Directions for this task:
Transcribe exactly the lines from the one containing "#[async_trait]" through the end of the entries, including both the first and the last, and nothing else.

[Saved entries]
________________________________________

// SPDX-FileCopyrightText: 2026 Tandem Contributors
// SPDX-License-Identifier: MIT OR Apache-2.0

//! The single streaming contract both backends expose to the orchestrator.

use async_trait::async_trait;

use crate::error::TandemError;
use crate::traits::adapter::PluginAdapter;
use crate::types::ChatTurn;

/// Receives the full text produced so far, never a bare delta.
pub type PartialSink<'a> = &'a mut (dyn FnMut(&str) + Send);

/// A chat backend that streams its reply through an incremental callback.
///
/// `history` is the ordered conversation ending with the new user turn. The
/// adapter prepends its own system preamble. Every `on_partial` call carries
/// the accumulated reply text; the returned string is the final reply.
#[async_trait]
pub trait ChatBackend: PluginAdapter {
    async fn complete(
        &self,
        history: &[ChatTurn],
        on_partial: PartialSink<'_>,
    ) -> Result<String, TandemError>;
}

________________________________________

Task result:
#[async_trait]
pub trait ChatBackend: PluginAdapter {
    async fn complete(
        &self,
        history: &[ChatTurn],
        on_partial: PartialSink<'_>,
    ) -> Result<String, TandemError>;
}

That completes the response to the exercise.